Jovens Médicos e a Revolução na Saúde em Portugal: 50 Anos de Transformação

Há 50 anos, Portugal vivia tempos difíceis para a saúde pública. Com uma taxa de mortalidade infantil de 45 bebês por cada 1.000 recém-nascidos e 59 mães morrendo por cada 100 mil partos, o país enfrentava desafios imensos. Em um contexto onde a contracepção era discutida na clandestinidade e o analfabetismo impedia até a correta utilização de medicamentos básicos, um grupo de jovens médicos de Lisboa, Porto e Coimbra plantou a semente que daria origem ao Serviço Nacional de Saúde (SNS).

A Revolução dos Cravos e a Saúde

Na manhã do 25 de Abril de 1974, Vasco Trancoso, um jovem médico escalado para trabalhar nas urgências do Hospital de São José, em Lisboa, foi escoltado por um jipe do Movimento das Forças Armadas (MFA) até o hospital. Ele e seus colegas perceberam rapidamente a injustiça que permeava o sistema de saúde português.

Trancoso e outros jovens médicos, como José Gameiro e Eduardo Barroso, foram convocados para o serviço militar obrigatório e participaram das campanhas de dinamização cultural do MFA. Estas campanhas levaram os médicos a aldeias e periferias, onde realizaram inspeções sanitárias e educaram a população sobre cuidados básicos de saúde. Foi durante essas campanhas que esses médicos se conscientizaram das profundas desigualdades nos cuidados de saúde em Portugal.

O Surgimento do Serviço Médico à Periferia (SMP)

A realidade que esses médicos encontraram nas aldeias impulsionou a criação do Serviço Médico à Periferia (SMP), uma iniciativa que visava levar cuidados de saúde a todas as regiões do país.
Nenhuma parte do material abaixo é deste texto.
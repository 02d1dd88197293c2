use crate::error::{MutationError, Result};
use serde::{Deserialize, Serialize};
use std::collections::HashMap;

/// One accessible member field of a class.
#[derive(Debug, Clone, PartialEq, Serialize, Deserialize)]
pub struct FieldInfo {
    pub name: String,
    pub descriptor: String,
    pub is_static: bool,
}

/// The statically resolved member-field schema of one class.
///
/// Built once when a type's metadata is loaded; field order is preserved and
/// drives candidate ordering, so it must be stable.
#[derive(Debug, Clone, PartialEq, Default, Serialize, Deserialize)]
pub struct ClassSchema {
    /// JVM internal name, e.g. `com/example/Account`.
    pub name: String,
    pub fields: Vec<FieldInfo>,
}

/// Pure lookup API over pre-resolved type metadata.
///
/// Implementations must not do any class loading or other fallible discovery
/// at lookup time; an unknown name is reported as `UnresolvedType` and the
/// caller degrades gracefully.
pub trait TypeMetadata: Sync {
    fn class_schema(&self, class_name: &str) -> Result<&ClassSchema>;
}

/// In-memory `TypeMetadata` provider keyed by internal class name.
#[derive(Debug, Clone, Default)]
pub struct SchemaTable {
    classes: HashMap<String, ClassSchema>,
}

impl SchemaTable {
    pub fn new() -> Self {
        Self::default()
    }

    pub fn insert(&mut self, schema: ClassSchema) {
        self.classes.insert(schema.name.clone(), schema);
    }
}

impl TypeMetadata for SchemaTable {
    fn class_schema(&self, class_name: &str) -> Result<&ClassSchema> {
        self.classes
            .get(class_name)
            .ok_or_else(|| MutationError::UnresolvedType {
                class: class_name.to_string(),
            })
    }
}

#[cfg(test)]
mod tests {
    use super::*;

    #[test]
    fn test_schema_lookup() {
        let mut table = SchemaTable::new();
        table.insert(ClassSchema {
            name: "com/example/Account".to_string(),
            fields: vec![FieldInfo {
                name: "balance".to_string(),
                descriptor: "J".to_string(),
                is_static: false,
            }],
        });

        let schema = table.class_schema("com/example/Account").unwrap();
        assert_eq!(schema.fields.len(), 1);
        assert_eq!(schema.fields[0].name, "balance");
    }

    #[test]
    fn test_unknown_class_is_unresolved() {
        let table = SchemaTable::new();
        let err = table.class_schema("com/example/Missing").unwrap_err();
        match err {
            MutationError::UnresolvedType { class } => {
                assert_eq!(class, "com/example/Missing");
            }
            other => panic!("unexpected error: {other}"),
        }
    }
}
use crate::diagnostics::{CandidateCheck, DiagnosticSink, RejectReason, Verdict};
use crate::error::{MutationError, Result};
use crate::insn::{ReplacementInsn, ReplacementSequence};
use crate::schema::{FieldInfo, TypeMetadata};

/// Finds every member field of `class_name` whose descriptor equals
/// `target_descriptor` and synthesizes a read of it.
///
/// `exclude_field` is the name of the field being replaced when the original
/// access was itself a field read. `pop_owner` is true when the original
/// access was an instance-field read, whose owner reference must be discarded
/// before the replacement pushes its own value.
///
/// A static candidate reads directly; an instance candidate pushes the
/// current instance first. Unresolvable type metadata yields an empty list
/// and a warning, never a failure: one missing schema must not take down the
/// whole pipeline.
pub fn find_field_replacements(
    metadata: &dyn TypeMetadata,
    class_name: &str,
    exclude_field: Option<&str>,
    target_descriptor: &str,
    pop_owner: bool,
    sink: &dyn DiagnosticSink,
) -> Result<Vec<ReplacementSequence>> {
    let schema = match metadata.class_schema(class_name) {
        Ok(schema) => schema,
        Err(MutationError::UnresolvedType { class }) => {
            tracing::warn!(%class, "type metadata unavailable, skipping field candidates");
            return Ok(Vec::new());
        }
        Err(err) => return Err(err),
    };

    let mut replacements = Vec::new();

    for field in &schema.fields {
        let verdict = judge_field(field, exclude_field, target_descriptor);
        sink.record(CandidateCheck {
            candidate: field.name.clone(),
            descriptor: field.descriptor.clone(),
            slot: None,
            verdict,
        });
        if verdict != Verdict::Accepted {
            continue;
        }

        let mut insns = Vec::new();
        if pop_owner {
            insns.push(ReplacementInsn::Pop);
        }
        if field.is_static {
            insns.push(ReplacementInsn::GetStatic {
                owner: class_name.to_string(),
                name: field.name.clone(),
                descriptor: field.descriptor.clone(),
            });
        } else {
            insns.push(ReplacementInsn::LoadSelf);
            insns.push(ReplacementInsn::GetField {
                owner: class_name.to_string(),
                name: field.name.clone(),
                descriptor: field.descriptor.clone(),
            });
        }
        replacements.push(ReplacementSequence::new(insns));
    }

    Ok(replacements)
}

fn judge_field(
    field: &FieldInfo,
    exclude_field: Option<&str>,
    target_descriptor: &str,
) -> Verdict {
    if Some(field.name.as_str()) == exclude_field {
        return Verdict::Rejected(RejectReason::SameAsOriginal);
    }
    if field.descriptor != target_descriptor {
        return Verdict::Rejected(RejectReason::TypeMismatch);
    }
    Verdict::Accepted
}

#[cfg(test)]
mod tests {
    use super::*;
    use crate::diagnostics::{NullSink, RecordingSink};
    use crate::schema::{ClassSchema, SchemaTable};

    const CLASS: &str = "com/example/Account";

    fn field(name: &str, descriptor: &str, is_static: bool) -> FieldInfo {
        FieldInfo {
            name: name.to_string(),
            descriptor: descriptor.to_string(),
            is_static,
        }
    }

    fn table(fields: Vec<FieldInfo>) -> SchemaTable {
        let mut table = SchemaTable::new();
        table.insert(ClassSchema {
            name: CLASS.to_string(),
            fields,
        });
        table
    }

    #[test]
    fn test_instance_field_replaces_instance_read() {
        // Instance read of x:int, class also exposes instance y:int
        let table = table(vec![field("x", "I", false), field("y", "I", false)]);

        let found =
            find_field_replacements(&table, CLASS, Some("x"), "I", true, &NullSink).unwrap();

        assert_eq!(found.len(), 1);
        assert_eq!(
            found[0].insns,
            vec![
                ReplacementInsn::Pop,
                ReplacementInsn::LoadSelf,
                ReplacementInsn::GetField {
                    owner: CLASS.to_string(),
                    name: "y".to_string(),
                    descriptor: "I".to_string(),
                }
            ]
        );
    }

    #[test]
    fn test_static_field_replaces_static_read() {
        // Static read of count:int, class exposes static total:int. No owner
        // reference exists, so no pop and no self push.
        let table = table(vec![field("count", "I", true), field("total", "I", true)]);

        let found =
            find_field_replacements(&table, CLASS, Some("count"), "I", false, &NullSink)
                .unwrap();

        assert_eq!(found.len(), 1);
        assert_eq!(
            found[0].insns,
            vec![ReplacementInsn::GetStatic {
                owner: CLASS.to_string(),
                name: "total".to_string(),
                descriptor: "I".to_string(),
            }]
        );
    }

    #[test]
    fn test_static_candidate_for_instance_read_pops_owner() {
        let table = table(vec![field("x", "I", false), field("total", "I", true)]);

        let found =
            find_field_replacements(&table, CLASS, Some("x"), "I", true, &NullSink).unwrap();

        assert_eq!(found.len(), 1);
        assert_eq!(
            found[0].insns,
            vec![
                ReplacementInsn::Pop,
                ReplacementInsn::GetStatic {
                    owner: CLASS.to_string(),
                    name: "total".to_string(),
                    descriptor: "I".to_string(),
                }
            ]
        );
    }

    #[test]
    fn test_descriptor_must_match_exactly() {
        let table = table(vec![field("x", "I", false), field("wide", "J", false)]);

        let found =
            find_field_replacements(&table, CLASS, Some("x"), "I", true, &NullSink).unwrap();
        assert!(found.is_empty());
    }

    #[test]
    fn test_unresolved_type_degrades_to_empty() {
        let table = SchemaTable::new();
        let sink = RecordingSink::new();

        let found =
            find_field_replacements(&table, "com/example/Gone", None, "I", false, &sink)
                .unwrap();

        assert!(found.is_empty());
        assert!(sink.checks().is_empty());
    }

    #[test]
    fn test_rejections_recorded_with_reasons() {
        let table = table(vec![field("x", "I", false), field("name", "Ljava/lang/String;", false)]);
        let sink = RecordingSink::new();

        find_field_replacements(&table, CLASS, Some("x"), "I", true, &sink).unwrap();

        let checks = sink.checks();
        assert_eq!(checks.len(), 2);
        assert_eq!(
            checks[0].verdict,
            Verdict::Rejected(RejectReason::SameAsOriginal)
        );
        assert_eq!(checks[0].slot, None);
        assert_eq!(
            checks[1].verdict,
            Verdict::Rejected(RejectReason::TypeMismatch)
        );
    }
}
Trancoso, em particular, destaca a importância desse movimento: “Tínhamos 75% da população que pertencia aos hospitais ditos distritais com apenas um quarto dos recursos de saúde”.

Ana Jorge, que viria a ser ministra da Saúde, participou nas primeiras reuniões que delinearam as bases do SMP. Embora não tenha integrado a primeira leva de médicos, ela se juntou ao segundo grupo e foi para Alcácer do Sal, levando seu filho de três meses. Ela lembra das dificuldades e da falta de recursos, mas também das vitórias, como a reanimação bem-sucedida de um bebê que nasceu sem respirar.

Desafios e Conquistas

Os jovens médicos que participaram do SMP enfrentaram muitos desafios, incluindo a resistência inicial do governo provisório. Trancoso e seus colegas tiveram que negociar com o Ministério da Saúde para garantir a continuidade do programa. Essas negociações foram lideradas por Constantino Sakellarides, e o SMP tornou-se um requisito para o acesso à especialidade médica.

Leonor Duarte de Almeida, outra médica que cumpriu o SMP no final da década de 1970, também recorda as dificuldades, como um parto que a deixou em desespero. No entanto, esses médicos perseveraram, movidos pela convicção de que estavam contribuindo para uma causa maior.

Legado e Impacto

O SMP foi o embrião do Serviço Nacional de Saúde (SNS), que hoje é uma das instituições mais importantes de Portugal. A determinação e o espírito de generosidade desses jovens médicos ajudaram a transformar radicalmente o sistema de saúde português, garantindo que cuidados médicos de qualidade chegassem a todos os cantos do país.

O impacto dessas iniciativas é visível até hoje. A mortalidade infantil e materna caiu drasticamente, e o acesso à saúde melhorou significativamente. A história desses médicos é um testemunho de como a dedicação e a coragem podem mudar o curso de uma nação.

Reflexões Finais

À medida que celebramos o 50º aniversário da Revolução dos Cravos, é crucial lembrar e homenagear esses pioneiros que, com poucos recursos mas muita determinação, ajudaram a construir um sistema de saúde mais justo e acessível em Portugal. Suas histórias de resiliência e inovação continuam a inspirar novas gerações de profissionais de saúde.


Essa matéria reflete a trajetória de um grupo de jovens médicos que, impulsionados pela Revolução dos Cravos, revolucionaram a saúde em Portugal, criando um legado duradouro que continua a beneficiar milhões de portugueses.